Quizá, más que un sexto sentido, la intuición es un refuerzo revelador para los sentidos convencionales; un complemento valioso para el resto de nuestros recursos intelectuales. Podemos hablar de cognición rápida, de perspicacia, de mensajes súbitos del inconsciente…, pero en la comunicación hemos de leer entre líneas, tanto con los ojos como con los oídos. La comunicación plena apunta a una sintonía intuitiva con los pensamientos y sentimientos de la persona con que nos comunicamos, más allá de lo que se dice; a una conexión de las mentes; a lo que a veces denominamos “química”.
Con esto último parecería que estamos definiendo la empatía, que efectivamente resulta inseparable de la intuición y la comunicación. Ickes, psicólogo de la Universidad de Texas que ha investigado el tema, define el rigor empático como “inferencia psicológica compleja en la que se combinan la observación, la memoria, el conocimiento y el razonamiento, para generar intuición sobre los pensamientos y sentimientos de los demás”.
En definitiva, deberíamos quizá librar a la intuición genuina de la semiclandestinidad en que se halla en la empresa, como ya ocurrió tiempo atrás con la inteligencia emocional, a que asociamos la empatía. En realidad, quizá cabría hablar de empatía cognitiva y empatía emocional, como también de intuición cognitiva e intuición emocional. Bien, pues probablemente todos podemos cultivar algo más estos recursos o facultades, en beneficio de la comunicación y, por tanto, del alineamiento colectivo y los resultados empresariales.
Mensajes finales
En las empresas se orquestan ciertamente cursos de comunicación (como de reuniones, de liderazgo, de trabajo en equipo…), sin que las cosas mejoren sensiblemente. A veces da la sensación de que tampoco se pretende, sino que la formación se despliega tras otros fines… El caso es que todos podemos ser más efectivos, e incluso más felices, en el desempeño profesional cotidiano, y que la formación, bien enfocada, con perspectiva sistémica, tendría un papel importante a este fin.

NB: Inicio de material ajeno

use std::sync::Arc;

use crate::config::ServerConfig;
use crate::storage::MediaStorage;

/// Shared application state available to all Axum handlers via `State<AppState>`.
///
/// This is cheaply cloneable (inner data is behind `Arc` or is already `Clone`).
#[derive(Clone)]
pub struct AppState {
    /// Database connection pool.
    pub pool: interviews_db::DbPool,
    /// Server configuration (JWT settings are read by the auth extractor).
    pub config: Arc<ServerConfig>,
    /// Resolver for files under the media storage root.
    pub storage: Arc<MediaStorage>,
}
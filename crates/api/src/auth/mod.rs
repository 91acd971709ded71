//! Authentication primitives.
//!
//! - [`jwt`] -- JWT access-token validation (and generation for trusted
//!   issuers and tests).
//!
//! Login and session management live in the account service; this server
//! only verifies the access tokens that service signs.

pub mod jwt;
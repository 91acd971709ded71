//! JWT-based authentication extractor for Axum handlers.

use axum::extract::FromRequestParts;
use axum::http::header::AUTHORIZATION;
use axum::http::request::Parts;
use interviews_core::error::CoreError;
use interviews_core::types::DbId;

use crate::auth::jwt::validate_token;
use crate::error::AppError;
use crate::state::AppState;

/// Authenticated principal extracted from a JWT Bearer token in the
/// `Authorization` header.
///
/// Use this as an extractor parameter in any handler that requires
/// authentication:
///
/// ```ignore
/// async fn my_handler(user: AuthUser) -> AppResult<Json<()>> {
///     tracing::info!(user_id = user.user_id, role = %user.role, "handling request");
///     Ok(Json(()))
/// }
/// ```
#[derive(Debug, Clone)]
pub struct AuthUser {
    /// The user's internal database id (from `claims.sub`). Always positive.
    pub user_id: DbId,
    /// The user's role name (e.g. `"admin"`, `"user"`).
    pub role: String,
}

impl FromRequestParts<AppState> for AuthUser {
    type Rejection = AppError;

    async fn from_request_parts(
        parts: &mut Parts,
        state: &AppState,
    ) -> Result<Self, Self::Rejection> {
        let auth_header = parts
            .headers
            .get(AUTHORIZATION)
            .and_then(|v| v.to_str().ok())
            .ok_or_else(|| {
                AppError::Core(CoreError::Unauthorized(
                    "Missing Authorization header".into(),
                ))
            })?;

        let token = auth_header.strip_prefix("Bearer ").ok_or_else(|| {
            AppError::Core(CoreError::Unauthorized(
                "Invalid Authorization format. Expected: Bearer <token>".into(),
            ))
        })?;

        let claims = validate_token(token, &state.config.jwt).map_err(|_| {
            AppError::Core(CoreError::Unauthorized("Invalid or expired token".into()))
        })?;

        if claims.sub <= 0 {
            return Err(AppError::Core(CoreError::Unauthorized(
                "Invalid token subject".into(),
            )));
        }

        Ok(AuthUser {
            user_id: claims.sub,
            role: claims.role,
        })
    }
}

Si una empresa se organizara adecuadamente (se habla de organizaciones excelentes, inteligentes, etc.), es decir, cultivara un modelo/estilo funcional idóneo y valorara el capital humano, entonces mejoraría casi todo a la vez, muy probablemente: la comunicación, las reuniones, el trabajo en equipo, la toma de decisiones, la calidad, la innovación, la productividad, la competitividad…; lo sabemos por el ejemplo de las mejores empresas, que incluso evitan incurrir en la complacencia y se muestran atentas a posibles desviaciones o descuidos.
Gracias muy sinceras al lector si ha considerado útil llegar hasta aquí, pero reflexione y llegue a conclusiones propias, tras asentir o disentir a las formulaciones que he sometido a su consideración. Creo, sí, que hay algunos obstáculos muy arraigados a la deseable mejora de la comunicación en la empresa, y que el deseable entendimiento jerárquico no se puede sustituir por actos litúrgicos colectivos. Jefes y subordinados, mentalmente sanos y plenos, habríamos de mejorar la sintonía en beneficio de la efectividad y la satisfacción profesional, en el escenario de una cultura corporativa ad hoc, propia de esta era del conocimiento y el aprendizaje permanente.